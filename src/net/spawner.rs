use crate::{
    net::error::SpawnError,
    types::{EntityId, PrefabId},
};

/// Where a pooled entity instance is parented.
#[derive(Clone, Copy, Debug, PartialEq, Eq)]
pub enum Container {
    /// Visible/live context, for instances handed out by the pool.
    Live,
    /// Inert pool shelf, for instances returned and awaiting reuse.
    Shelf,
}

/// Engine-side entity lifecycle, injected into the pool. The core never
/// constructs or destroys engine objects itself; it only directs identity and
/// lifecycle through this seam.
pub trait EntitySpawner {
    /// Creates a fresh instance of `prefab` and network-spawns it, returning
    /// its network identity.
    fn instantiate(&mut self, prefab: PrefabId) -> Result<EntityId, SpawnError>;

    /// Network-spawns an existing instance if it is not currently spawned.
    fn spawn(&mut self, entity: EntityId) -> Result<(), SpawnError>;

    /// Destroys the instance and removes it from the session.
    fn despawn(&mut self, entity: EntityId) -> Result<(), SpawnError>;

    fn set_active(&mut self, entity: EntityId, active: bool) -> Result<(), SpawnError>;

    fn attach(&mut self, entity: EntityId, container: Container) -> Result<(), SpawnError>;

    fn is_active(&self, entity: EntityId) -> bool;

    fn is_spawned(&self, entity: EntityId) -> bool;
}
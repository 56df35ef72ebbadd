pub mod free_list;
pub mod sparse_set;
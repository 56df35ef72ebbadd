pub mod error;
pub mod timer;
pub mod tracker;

= = = =

### Goal of the exercise
Taking the material above, count every line in which the word "PrefabId" appears; answer with the number alone.

### Output
2